We have all been there at some point in our lives:
Rejection. Rejected by a tall, dark haired Guido, rejected by a snarky manager
at a corporate job interview, rejected by the popular, pretty people at school.
It happens sometimes in life. The boy you like doesn’t always like you back and
conflict resolution doesn’t always work super successfully. People yell at you,
call you creepy, and hurt your feelings.
Rejection is painful and the truth is that things don’t always
pan out as planned. Sometimes, that couple you were sure wasn’t that serious ends up getting married.
Probably in some cute, little, stupid ceremony on some perfect, crystallized,
sandy, stupid beach. You know, with some lit up tiki torches and tropical
flower arrangements? People love that romantic garbage: Love, flowers, years
worth of betrayal, tainted romance, all that noise.
The point is, on the other end of those disgusting adorable,
perpetually doomed marriages is some poor rejected sap. Someone who put all
their eggs in one basket, someone who was sure that the feelings were
undoubtedly mutual, someone who was planning for a future of coupledom.
Coupledom filled with carriage rides, expensive Chianti, and train rides in
Europe. But instead, that someone was rejected, their feelings thrown out like
garbage at an amusement park.
No mandatory exit therapy, no parting gift, no whiskey roadie,
no, “Here’s looking at you, kid.” Nothing but cold hearted rejection. Like a
big, bloody stamp.
REJECTED.
I’m good at walking
away. Rejection teaches you how to reject. –Jeanette Winterson
But although rejection is a terrible feeling, something like
agita or a shot of Jose Cuervo, it can provide a weird brand of passion for the
wounded. Because if you get knocked down enough times, eventually you get back
up with guns blazing. You get back on that horse and you just keep trying,
reinventing yourself and incessantly pushing yourself to do better. Like Eminem
or Julianna Margulies, for example.
Or sometimes, it makes you grumpy and uncaring, and therefore
unable to feel the pain of your impending rejection. You just keep trucking, no
matter who rejects you, because the only person you care about impressing is
yourself.
I had this friend who had this stupid prophetic idea that he
was going to die on, or before, his twenty-ninth birthday. He had this ludicrous
idea that he was in the same talent crowd as Heath Ledger, Amy Winehouse, and
Jimi Hendrix. I was thinking to myself, The
only thing you have in common with those people is that, pending your
proverbial death at twenty-eight, you’ll all have died when you were
twenty-eight. Listen, I know that sounds mean, but seriously, who lives
their life like that? “I’m going to die at twenty-eight and can therefore treat
everyone who cares about me like garbage.” What is wrong with people?

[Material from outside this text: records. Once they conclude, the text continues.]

use std::io::{BufRead, Write};

use anyhow::Result;
use rand::rngs::SmallRng;
use rand::{Rng, SeedableRng};
use tripwire_core::{GameConfig, GameGrid, RevealOutcome};

use crate::command::{
    Action, Command, MAX_SIDE, MIN_MINES, MIN_SIDE, MenuChoice, max_mines, parse_mines, parse_size,
};
use crate::render::BoardView;
use crate::storage::{SaveStore, StorageError};

const RULES: &[&str] = &[
    "Welcome to console minesweeper - the classic game in your terminal!",
    "Find every mine and mark it with a flag.",
    "Open any cell: if it is safe you will see how many mines touch it, diagonals included.",
    "A cell with no mines around it opens its whole empty neighbourhood at once.",
    "Open a mine and you are blown up.",
    "To open a cell type a command like: 2 A open (row and column may come in any order).",
    "To mark a cell with a flag type: 2 A flag. The same command removes the flag again.",
    "You win once every mine is flagged and no other cell is.",
    "Type 'save' at any moment to store the game under a name, and load it later from the menu.",
    "Type 'menu' to go back to the main menu.",
    "Good luck!",
];

const INCORRECT_INPUT: &str = "Incorrect input! Try again.";

/// Whether the session can keep going after a step.
#[derive(Copy, Clone, Debug, PartialEq, Eq)]
enum Flow {
    Continue,
    /// Input is exhausted.
    Quit,
}

/// Text front end: main menu, prompts, and the move loop of a single game.
pub struct Session<R, W> {
    input: R,
    output: W,
    store: SaveStore,
    seeds: SmallRng,
}

impl<R: BufRead, W: Write> Session<R, W> {
    pub fn new(input: R, output: W, store: SaveStore, seed: u64) -> Self {
        Self {
            input,
            output,
            store,
            seeds: SmallRng::seed_from_u64(seed),
        }
    }

    pub fn run(&mut self) -> Result<()> {
        writeln!(self.output, "Hello, player! Welcome to minesweeper!")?;
        writeln!(self.output, "Choose an option: ")?;
        self.print_menu()?;
        writeln!(self.output)?;

        loop {
            let Some(line) = self.prompt()? else {
                return Ok(());
            };

            let flow = match line.parse::<MenuChoice>() {
                Ok(MenuChoice::Exit) => {
                    writeln!(self.output, "See you soon!")?;
                    return Ok(());
                }
                Ok(MenuChoice::NewGame) => match self.new_grid()? {
                    Some(grid) => self.play(grid, false)?,
                    None => Flow::Quit,
                },
                Ok(MenuChoice::Load) => self.load()?,
                Ok(MenuChoice::Rules) => {
                    for line in RULES {
                        writeln!(self.output, "{line}")?;
                    }
                    writeln!(self.output)?;
                    Flow::Continue
                }
                Err(_) => {
                    writeln!(self.output, "{INCORRECT_INPUT}")?;
                    continue;
                }
            };

            if flow == Flow::Quit {
                return Ok(());
            }
            self.print_menu()?;
        }
    }

    fn print_menu(&mut self) -> Result<()> {
        writeln!(self.output, "1. Start a game")?;
        writeln!(self.output, "2. Load a game")?;
        writeln!(self.output, "3. Open instructions")?;
        writeln!(self.output, "0. Exit")?;
        Ok(())
    }

    /// Next input line, `None` at end of input.
    fn prompt(&mut self) -> Result<Option<String>> {
        write!(self.output, ">>> ")?;
        self.output.flush()?;

        let mut line = String::new();
        if self.input.read_line(&mut line)? == 0 {
            log::debug!("End of input");
            return Ok(None);
        }
        Ok(Some(line.trim().to_owned()))
    }

    fn new_grid(&mut self) -> Result<Option<GameGrid>> {
        let size = loop {
            writeln!(
                self.output,
                "Enter the lengths of the field's sides (two numbers between {MIN_SIDE} and {MAX_SIDE} in one line)"
            )?;
            let Some(line) = self.prompt()? else {
                return Ok(None);
            };
            match parse_size(&line) {
                Ok(size) => break size,
                Err(err) => {
                    log::warn!("Rejected size {:?}: {}", line, err);
                    writeln!(self.output, "{INCORRECT_INPUT}")?;
                }
            }
        };

        let mines = loop {
            writeln!(
                self.output,
                "Enter the amount of mines (a number between {MIN_MINES} and {})",
                max_mines(size)
            )?;
            let Some(line) = self.prompt()? else {
                return Ok(None);
            };
            match parse_mines(&line, size) {
                Ok(mines) => break mines,
                Err(err) => {
                    log::warn!("Rejected mine count {:?}: {}", line, err);
                    writeln!(self.output, "{INCORRECT_INPUT}")?;
                }
            }
        };

        let seed = self.seeds.random();
        log::debug!("New {}x{} game, {} mines, seed {}", size.0, size.1, mines, seed);
        let grid = GameGrid::generate(GameConfig::new(size, mines)?, seed)?;
        Ok(Some(grid))
    }

    fn load(&mut self) -> Result<Flow> {
        writeln!(self.output, "Enter the name of the save")?;
        let Some(name) = self.prompt()? else {
            return Ok(Flow::Quit);
        };

        match self.store.load(&name) {
            Ok(grid) if grid.size().1 > MAX_SIDE => {
                log::error!("Save {:?} has {} columns", name, grid.size().1);
                writeln!(
                    self.output,
                    "This save has more than {MAX_SIDE} columns and cannot be played here."
                )?;
                Ok(Flow::Continue)
            }
            Ok(grid) => self.play(grid, true),
            Err(StorageError::NotFound(path)) => {
                log::debug!("No save at {}", path.display());
                writeln!(self.output, "There's no such save. Try another one.")?;
                Ok(Flow::Continue)
            }
            Err(err) => {
                log::error!("Could not load {:?}: {}", name, err);
                writeln!(self.output, "Could not load the save: {err}")?;
                Ok(Flow::Continue)
            }
        }
    }

    fn play(&mut self, mut grid: GameGrid, loaded: bool) -> Result<Flow> {
        writeln!(
            self.output,
            "Enter your steps like [X Y Action], where X, Y - coords, Action = 'Open' or 'Flag'"
        )?;
        writeln!(self.output, "Example: 2 A Open or B 10 Flag")?;
        writeln!(self.output, "You can save the game. Just type in 'Save'")?;
        writeln!(self.output, "Type 'Menu' to return to main menu")?;
        if loaded {
            writeln!(self.output, "Total mines: {}", grid.total_mines())?;
        }
        writeln!(self.output)?;

        loop {
            write!(self.output, "{}", BoardView::new(&grid, false))?;
            let Some(line) = self.prompt()? else {
                return Ok(Flow::Quit);
            };

            let (coords, action) = match Command::parse(&line, grid.size()) {
                Ok(Command::Move { coords, action }) => (coords, action),
                Ok(Command::Menu) => return Ok(Flow::Continue),
                Ok(Command::Save) => {
                    if self.save(&grid)? == Flow::Quit {
                        return Ok(Flow::Quit);
                    }
                    continue;
                }
                Err(err) => {
                    log::warn!("Rejected command {:?}: {}", line, err);
                    writeln!(self.output, "{INCORRECT_INPUT}")?;
                    continue;
                }
            };

            if grid.is_opened(coords)? {
                writeln!(self.output, "This point was already opened")?;
            }

            match action {
                Action::Open => {
                    if grid.reveal(coords)? == RevealOutcome::Exploded {
                        write!(self.output, "{}", BoardView::new(&grid, true))?;
                        writeln!(self.output, "You have picked a mine! Game over!")?;
                        return Ok(Flow::Continue);
                    }
                }
                Action::Flag => {
                    if grid.toggle_flag(coords)?.is_won() {
                        write!(self.output, "{}", BoardView::new(&grid, false))?;
                        writeln!(self.output, "You have found all mines! Congratulations!")?;
                        return Ok(Flow::Continue);
                    }
                }
            }
        }
    }

    fn save(&mut self, grid: &GameGrid) -> Result<Flow> {
        writeln!(self.output, "Enter the name for this save")?;
        let Some(name) = self.prompt()? else {
            return Ok(Flow::Quit);
        };

        match self.store.save(&name, grid) {
            Ok(_) => writeln!(self.output, "Game saved!")?,
            Err(err) => {
                log::error!("Could not save game as {:?}: {}", name, err);
                writeln!(self.output, "Could not save the game: {err}")?;
            }
        }
        Ok(Flow::Continue)
    }
}

#[cfg(test)]
mod tests {
    use super::*;
    use std::io::Cursor;
    use tripwire_core::{MineLayout, iter_coords};

    fn run_script(store: SaveStore, seed: u64, script: &str) -> String {
        let mut output = Vec::new();
        Session::new(Cursor::new(script.to_owned()), &mut output, store, seed)
            .run()
            .unwrap();
        String::from_utf8(output).unwrap()
    }

    fn play_script(grid: GameGrid, script: &str) -> (Flow, String) {
        let mut output = Vec::new();
        let store = SaveStore::new(".");
        let flow = Session::new(Cursor::new(script.to_owned()), &mut output, store, 0)
            .play(grid, false)
            .unwrap();
        (flow, String::from_utf8(output).unwrap())
    }

    fn small_grid() -> GameGrid {
        GameGrid::new(MineLayout::from_mine_coords((3, 3), &[(0, 0), (2, 2)]).unwrap())
    }

    /// Grid the session will generate for its first new game.
    fn first_generated(seed: u64, size: (u8, u8), mines: u16) -> GameGrid {
        let game_seed = SmallRng::seed_from_u64(seed).random();
        GameGrid::generate(GameConfig::new(size, mines).unwrap(), game_seed).unwrap()
    }

    fn command_for((row, col): (u8, u8), action: &str) -> String {
        format!("{} {} {action}\n", row + 1, char::from(b'A' + col))
    }

    #[test]
    fn exit_from_menu() {
        let out = run_script(SaveStore::new("."), 1, "0\n");

        assert!(out.starts_with("Hello, player! Welcome to minesweeper!\n"));
        assert!(out.contains("1. Start a game\n2. Load a game\n3. Open instructions\n0. Exit\n"));
        assert!(out.ends_with("See you soon!\n"));
    }

    #[test]
    fn end_of_input_stops_quietly() {
        let out = run_script(SaveStore::new("."), 1, "1\n4 4\n");
        assert!(out.contains("Enter the amount of mines (a number between 2 and 5)"));
    }

    #[test]
    fn bad_menu_option_and_rules() {
        let out = run_script(SaveStore::new("."), 1, "7\n3\n0\n");

        assert!(out.contains(INCORRECT_INPUT));
        assert!(out.contains(RULES[0]));
        assert!(out.ends_with("See you soon!\n"));
    }

    #[test]
    fn new_game_reprompts_bad_parameters() {
        let out = run_script(SaveStore::new("."), 5, "1\n2 2\n5 5\n20\n3\nmenu\n0\n");

        assert_eq!(out.matches(INCORRECT_INPUT).count(), 2);
        assert!(out.contains("    | A B C D E \n"));
        assert!(out.contains("  5 | X X X X X \n"));
        assert!(out.ends_with("See you soon!\n"));
    }

    #[test]
    fn generated_game_can_be_lost() {
        let grid = first_generated(9, (5, 6), 4);
        let mine = iter_coords(grid.size())
            .find(|&pos| grid.has_mine_at(pos).unwrap())
            .unwrap();
        let script = format!("1\n5 6\n4\n{}0\n", command_for(mine, "open"));

        let out = run_script(SaveStore::new("."), 9, &script);

        assert!(out.contains("You have picked a mine! Game over!"));
        assert!(out.contains('*'));
        assert!(out.ends_with("See you soon!\n"));
    }

    #[test]
    fn flagging_all_mines_wins() {
        let (flow, out) = play_script(small_grid(), "1 A flag\nC 3 FLAG\n");

        assert_eq!(flow, Flow::Continue);
        assert!(out.contains("  1 | F X X \n"));
        assert!(out.ends_with("You have found all mines! Congratulations!\n"));
    }

    #[test]
    fn opening_a_mine_shows_everything() {
        let (flow, out) = play_script(small_grid(), "2 B open\n1 a open\n");

        assert_eq!(flow, Flow::Continue);
        assert!(out.contains("  2 | X 2 X \n"));
        assert!(out.contains("  1 | * 1 0 \n  2 | 1 2 1 \n  3 | 0 1 * \n"));
        assert!(out.ends_with("You have picked a mine! Game over!\n"));
    }

    #[test]
    fn repeated_open_is_reported() {
        let (flow, out) = play_script(small_grid(), "2 B open\n2 B open\nwhat\n");

        assert_eq!(flow, Flow::Quit);
        assert_eq!(out.matches("This point was already opened").count(), 1);
        assert!(out.contains(INCORRECT_INPUT));
    }

    #[test]
    fn save_load_and_resume() {
        let dir = tempfile::tempdir().unwrap();
        let grid = first_generated(3, (4, 4), 2);
        let safe = iter_coords(grid.size())
            .find(|&pos| !grid.has_mine_at(pos).unwrap())
            .unwrap();
        let script = format!(
            "1\n4 4\n2\n{}save\nmine\nmenu\n2\nmine\nmenu\n0\n",
            command_for(safe, "flag")
        );

        let out = run_script(SaveStore::new(dir.path()), 3, &script);

        assert!(out.contains("Game saved!"));
        assert!(out.contains("Total mines: 2"));
        let saved = std::fs::read_to_string(dir.path().join("mine.ms")).unwrap();
        let loaded = GameGrid::from_save(&saved).unwrap();
        assert_eq!(loaded.visibility_at(safe).unwrap(), tripwire_core::Visibility::Flagged);
        assert_eq!(loaded.mine_layout(), grid.mine_layout());
    }

    #[test]
    fn missing_and_damaged_saves() {
        let dir = tempfile::tempdir().unwrap();
        std::fs::write(dir.path().join("bad.ms"), "3\n3\n").unwrap();

        let out = run_script(SaveStore::new(dir.path()), 1, "2\nghost\n2\nbad\n0\n");

        assert!(out.contains("There's no such save. Try another one."));
        assert!(out.contains("Could not load the save:"));
        assert!(out.ends_with("See you soon!\n"));
    }
}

Anyway, the point is, he was so busy being totally convinced
that he was going to die at twenty-eight (or thereabouts), that he never cared
about the influence he had on anyone else. I remember once (… I mean, there was
a lot of alcohol. It’s fuzzy…) I said to him, “You’re so goddamn mean to
everyone, you’re going to die miserable and alone. And probably not at
twenty-eight. You’re probably going to live to be like ninety because you’re so
goddamn terrible.” He grumbled something about there being a really good woman
to man ratio and that if he pissed off one girl to the point that she stopped
talking to him, he would just go to the bar and find himself a new one.
(God, I know. Now that I’m reading this again, I’m totally glad
that we haven’t spoken since 2007. The guy was, and probably still is, a
complete tool.)
Everybody said, “Follow
your heart.” I did. It got broken. –Agatha Christie
But this tool, he might have had the right idea about
rejection. I mean, he was basically un-hurtable because he was only concerned
about himself and what he wanted. The rest of us, well, we could sit in syrup
and let the bees get us.
That mentality, though, that doesn’t work for all of us.

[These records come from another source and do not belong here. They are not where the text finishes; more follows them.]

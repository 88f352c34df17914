use std::str::FromStr;

use thiserror::Error;
use tripwire_core::{CellCount, Coord, Coord2, mult};

pub const MIN_SIDE: Coord = 3;
/// One letter per column.
pub const MAX_SIDE: Coord = 26;
pub const MIN_MINES: CellCount = 2;

#[derive(Error, Debug, Clone, PartialEq, Eq)]
pub enum CommandError {
    #[error("expected `<row> <column> open|flag`, `save` or `menu`")]
    Malformed,
    #[error("expected one row number and one column letter")]
    BadCoordinates,
    #[error("row {0} is outside the grid")]
    RowOutOfRange(u32),
    #[error("column {0} is outside the grid")]
    ColumnOutOfRange(char),
    #[error("unknown action {0:?}")]
    UnknownAction(String),
    #[error("sides must be two numbers between {min} and {max}", min = MIN_SIDE, max = MAX_SIDE)]
    BadSize,
    #[error("mine count must be a number between {min} and {0}", min = MIN_MINES)]
    BadMineCount(CellCount),
    #[error("unknown menu option")]
    UnknownOption,
}

#[derive(Copy, Clone, Debug, PartialEq, Eq)]
pub enum MenuChoice {
    NewGame,
    Load,
    Rules,
    Exit,
}

impl FromStr for MenuChoice {
    type Err = CommandError;

    fn from_str(s: &str) -> Result<Self, Self::Err> {
        match s.trim() {
            "1" => Ok(Self::NewGame),
            "2" => Ok(Self::Load),
            "3" => Ok(Self::Rules),
            "0" => Ok(Self::Exit),
            _ => Err(CommandError::UnknownOption),
        }
    }
}

#[derive(Copy, Clone, Debug, PartialEq, Eq)]
pub enum Action {
    Open,
    Flag,
}

impl FromStr for Action {
    type Err = CommandError;

    fn from_str(s: &str) -> Result<Self, Self::Err> {
        match s.to_ascii_lowercase().as_str() {
            "open" => Ok(Self::Open),
            "flag" => Ok(Self::Flag),
            _ => Err(CommandError::UnknownAction(s.to_owned())),
        }
    }
}

#[derive(Copy, Clone, Debug, PartialEq, Eq)]
pub enum Command {
    Move { coords: Coord2, action: Action },
    Save,
    Menu,
}

impl Command {
    /// Parses an in-game line for a grid of `size`. The row number and column letter may come in either order.
    pub fn parse(input: &str, size: Coord2) -> Result<Self, CommandError> {
        let tokens: Vec<&str> = input.split_whitespace().collect();

        match tokens.as_slice() {
            [word] if word.eq_ignore_ascii_case("save") => Ok(Self::Save),
            [word] if word.eq_ignore_ascii_case("menu") => Ok(Self::Menu),
            [first, second, action] => {
                let (row, column) = if is_number(first) {
                    (*first, *second)
                } else {
                    (*second, *first)
                };
                if !is_number(row) || is_number(column) {
                    return Err(CommandError::BadCoordinates);
                }

                let coords = (parse_row(row, size.0)?, parse_column(column, size.1)?);
                let action = action.parse()?;
                Ok(Self::Move { coords, action })
            }
            _ => Err(CommandError::Malformed),
        }
    }
}

fn is_number(token: &str) -> bool {
    !token.is_empty() && token.chars().all(|c| c.is_ascii_digit())
}

/// Rows are shown 1-based.
fn parse_row(token: &str, rows: Coord) -> Result<Coord, CommandError> {
    let number: u32 = token.parse().unwrap_or(u32::MAX);
    if (1..=u32::from(rows)).contains(&number) {
        Ok((number - 1) as Coord)
    } else {
        Err(CommandError::RowOutOfRange(number))
    }
}

fn parse_column(token: &str, cols: Coord) -> Result<Coord, CommandError> {
    let mut chars = token.chars();
    let (Some(letter), None) = (chars.next(), chars.next()) else {
        return Err(CommandError::BadCoordinates);
    };
    if !letter.is_ascii_alphabetic() {
        return Err(CommandError::BadCoordinates);
    }

    let index = letter.to_ascii_uppercase() as u8 - b'A';
    if index < cols {
        Ok(index)
    } else {
        Err(CommandError::ColumnOutOfRange(letter))
    }
}

pub fn column_letter(col: Coord) -> char {
    char::from(b'A' + col)
}

/// Two side lengths on one line.
pub fn parse_size(input: &str) -> Result<Coord2, CommandError> {
    let sides: Vec<&str> = input.split_whitespace().collect();
    let [rows, cols] = sides.as_slice() else {
        return Err(CommandError::BadSize);
    };

    let parse_side = |token: &str| match token.parse::<Coord>() {
        Ok(side) if (MIN_SIDE..=MAX_SIDE).contains(&side) => Ok(side),
        _ => Err(CommandError::BadSize),
    };
    Ok((parse_side(*rows)?, parse_side(*cols)?))
}

/// At most a third of the grid may be mined.
pub fn max_mines(size: Coord2) -> CellCount {
    mult(size.0, size.1) / 3
}

pub fn parse_mines(input: &str, size: Coord2) -> Result<CellCount, CommandError> {
    let max = max_mines(size);
    match input.trim().parse::<CellCount>() {
        Ok(mines) if (MIN_MINES..=max).contains(&mines) => Ok(mines),
        _ => Err(CommandError::BadMineCount(max)),
    }
}

#[cfg(test)]
mod tests {
    use super::*;

    const SIZE: Coord2 = (10, 5);

    fn parse(input: &str) -> Result<Command, CommandError> {
        Command::parse(input, SIZE)
    }

    #[test]
    fn accepts_either_coordinate_order() {
        let expected = Command::Move {
            coords: (1, 0),
            action: Action::Open,
        };
        assert_eq!(parse("2 A open"), Ok(expected));
        assert_eq!(parse("a 2 OPEN"), Ok(expected));
        assert_eq!(
            parse("  E   10  Flag "),
            Ok(Command::Move {
                coords: (9, 4),
                action: Action::Flag,
            })
        );
    }

    #[test]
    fn single_word_commands() {
        assert_eq!(parse("save"), Ok(Command::Save));
        assert_eq!(parse("Save"), Ok(Command::Save));
        assert_eq!(parse(" MENU "), Ok(Command::Menu));
        assert_eq!(parse("quit"), Err(CommandError::Malformed));
    }

    #[test]
    fn rejects_malformed_moves() {
        assert_eq!(parse(""), Err(CommandError::Malformed));
        assert_eq!(parse("2 A"), Err(CommandError::Malformed));
        assert_eq!(parse("2 A open now"), Err(CommandError::Malformed));
        assert_eq!(parse("2 3 open"), Err(CommandError::BadCoordinates));
        assert_eq!(parse("A B open"), Err(CommandError::BadCoordinates));
        assert_eq!(parse("2 AB open"), Err(CommandError::BadCoordinates));
        assert_eq!(parse("2 ? open"), Err(CommandError::BadCoordinates));
        assert_eq!(
            parse("2 A dig"),
            Err(CommandError::UnknownAction("dig".to_owned()))
        );
    }

    #[test]
    fn rejects_out_of_range_coordinates() {
        assert_eq!(parse("0 A open"), Err(CommandError::RowOutOfRange(0)));
        assert_eq!(parse("11 A open"), Err(CommandError::RowOutOfRange(11)));
        assert_eq!(parse("3 F flag"), Err(CommandError::ColumnOutOfRange('F')));
        assert_eq!(
            parse("99999999999 A open"),
            Err(CommandError::RowOutOfRange(u32::MAX))
        );
    }

    #[test]
    fn menu_choices() {
        assert_eq!(" 1 ".parse::<MenuChoice>(), Ok(MenuChoice::NewGame));
        assert_eq!("2".parse::<MenuChoice>(), Ok(MenuChoice::Load));
        assert_eq!("3".parse::<MenuChoice>(), Ok(MenuChoice::Rules));
        assert_eq!("0".parse::<MenuChoice>(), Ok(MenuChoice::Exit));
        assert_eq!("4".parse::<MenuChoice>(), Err(CommandError::UnknownOption));
    }

    #[test]
    fn size_bounds() {
        assert_eq!(parse_size("3 26"), Ok((3, 26)));
        assert_eq!(parse_size("2 10"), Err(CommandError::BadSize));
        assert_eq!(parse_size("10 27"), Err(CommandError::BadSize));
        assert_eq!(parse_size("10"), Err(CommandError::BadSize));
        assert_eq!(parse_size("ten 10"), Err(CommandError::BadSize));
    }

    #[test]
    fn mine_bounds() {
        assert_eq!(max_mines((5, 5)), 8);
        assert_eq!(parse_mines("8", (5, 5)), Ok(8));
        assert_eq!(parse_mines(" 2 ", (3, 3)), Ok(2));
        assert_eq!(parse_mines("1", (5, 5)), Err(CommandError::BadMineCount(8)));
        assert_eq!(parse_mines("9", (5, 5)), Err(CommandError::BadMineCount(8)));
    }

    #[test]
    fn column_letters() {
        assert_eq!(column_letter(0), 'A');
        assert_eq!(column_letter(25), 'Z');
    }
}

Some of us don’t have leathery man skin. For some of us, rejection is an act we
never want a role in. For some of us, being on the wrong side of a breakup can
be a serious kick in the teeth. For some of us, the dissolving of a
relationship is devastating. Like terrible, gut-wrenching, refuse to get out of
bed except to refill my alcoholic beverage, devastating.
I have this other friend who was in this mildly dysfunctional
relationship with a tall, dark and selfish manchild. They had really good times
together (a few of them, anyway) but she didn’t realize that he was actually
seeing someone behind her back. When she confronted him, she was surprised to
learn that he had some meager reason why he was maintaining a relationship with
both of them.
Moby Dickulous.
And she believed him, under the utterly laughable, misguided
impression that she was the better liked of the two girlfriends. (I swear to
Christ, how ridiculous? How is that a consolation? He gets sick of one and then
calls the other? How does anyone ever earn any rank in that kind of situation?)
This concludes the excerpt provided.